In 2006 Fuji introduced the 6th generation of the Super CCD sensor (size 1/1.7", 6.3 million effective pixels, except for the F40fd which has size 1/1.6", 8.3 million effective pixels). This sensor allows for acceptable image quality even at ISO 800. It is built into the FinePix S6500fd (2006) bridge camera and the FinePix F-series F30, F20 (2006), F31fd and F40fd (2007) compact cameras, all of which are widely accredited for their class leading low-light capabilities.

In late 2007 the 7th generation was introduced (size 1/1.6", 12 million effective pixels). Included in Fuijfilm FinePix F50fd (2007). This sensor, although sharp, has significantly decreased ISO performance compared to earlier generations, dropping in quality to average level. When compared to the 6th generation sensor, the individual pixel area on the 7th generation sensor is approximately 1.7× lower, considerably reducing the amount of light reaching each pixel. In mid-2008 the 8th generation was introduced (same size 1/1.6", 12 million effective pixels), included in Fujifilm FinePix F100fd (2008). This sensor improves slightly on the previously lost ISO performance, but does still not seem to compare with the 6th generation sensors.

Conventional Bayer filter
SuperCCD
SuperCCD EXR

In September 2008 Fujifilm announced a new type of Super CCD sensor, the Super CCD EXR. This sensor aims at combining the advantages of the HR and SR sensor types in a single chip. It uses a new color filter array layout that allows for binning (combining) of pixels of the same color. This sensor is used in the F200EXR, F70EXR and F80EXR point-and-shoot cameras and the S200EXR bridge camera. Both the F200EXR and the S200EXR use the same 12 Megapixel 1/1.6" size sensor while the F70EXR and F80EXR use a 10 Megapixel and 12 Megapixel 1/2" sensor respectively.

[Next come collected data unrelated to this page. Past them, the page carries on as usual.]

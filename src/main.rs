use std::path::PathBuf;
use std::time::Duration;

use anyhow::{Context, Result};
use clap::Parser;
use dotenvy::dotenv;
use market_feed::store::default_output_path;
use market_feed::wire::BatchFraming;
use market_feed::{CancelToken, Output, OutputFormat, Session, SessionConfig};
use tracing::{info, warn};

#[derive(Debug, Parser)]
#[command(version, about = "Request a trade stream, recover gaps and save the ordered result")]
struct Args {
    /// Exchange host
    #[arg(long, env = "FEED_HOST", default_value = "127.0.0.1")]
    host: String,

    /// Exchange port
    #[arg(long, env = "FEED_PORT", default_value_t = 3001)]
    port: u16,

    /// Output file path; defaults to captures/trades_YYYY_MM_DD.json
    #[arg(long, env = "OUT_FILE")]
    out: Option<PathBuf>,

    /// Output format; a .bin output path implies capture
    #[arg(long, value_enum)]
    format: Option<OutputFormat>,

    /// How the end of the initial batch is detected
    #[arg(long, value_enum, env = "FEED_FRAMING", default_value_t = BatchFraming::Counted)]
    framing: BatchFraming,

    /// Read timeout on the exchange connection; bounds how long Ctrl+C can take
    #[arg(long, env = "FEED_READ_TIMEOUT_MS", default_value_t = 5000, value_parser = clap::value_parser!(u64).range(1..))]
    read_timeout_ms: u64,

    /// Resend requests per missing sequence before giving up
    #[arg(long, env = "FEED_ATTEMPTS", default_value_t = 2, value_parser = clap::value_parser!(u32).range(1..))]
    attempts: u32,

    /// Fail instead of chasing more than this many gaps in the initial batch
    #[arg(long, env = "FEED_MAX_MISSING", default_value_t = market_feed::gap::DEFAULT_MAX_MISSING)]
    max_missing: usize,
}

fn main() -> Result<()> {
    // Load environment variables from .env if present
    let _ = dotenv();
    market_feed::init_logging();
    let args = Args::parse();

    let cancel = CancelToken::new();
    let on_signal = cancel.clone();
    if let Err(e) = ctrlc::set_handler(move || on_signal.cancel()) {
        warn!(error = %e, "could not install Ctrl+C handler");
    }

    let config = SessionConfig {
        framing: args.framing,
        read_timeout: Some(Duration::from_millis(args.read_timeout_ms)),
        attempts: args.attempts,
        max_missing: args.max_missing,
    };
    let output = Output::new(args.out.unwrap_or_else(default_output_path), args.format);

    let addr = format!("{}:{}", args.host, args.port);
    let mut session = Session::connect(addr.as_str(), config, cancel)
        .with_context(|| format!("connect to exchange at {addr}"))?;
    let summary = session.run(&output).context("feed session")?;

    info!(
        batch = summary.batch_len,
        gaps = ?summary.gaps,
        resends = summary.resends.requests,
        packets = summary.packets,
        path = %output.path.display(),
        "done"
    );
    Ok(())
}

In 2010, Fujifilm released its final cameras with the Super CCD sensor, the F300EXR and the Z800EXR. Both use the same 1/2" 12 Megapixel SuperCCD EXR sensor with hybrid autofocus system. The camera uses the conventional contrast detection AF and also Phase detection AF by means of dedicated pixels to calculate focus. According to Fujifilm, this system was as fast or faster than a DSLR. In 2011, Fujifilm switched to backside illuminated (BSI) CMOS sensors with conventional square photosite Bayer color pattern array as well as Fujifilm's EXR color filter array that used square photosites that were rotated 45 degrees. This marked the end of the SuperCCD production.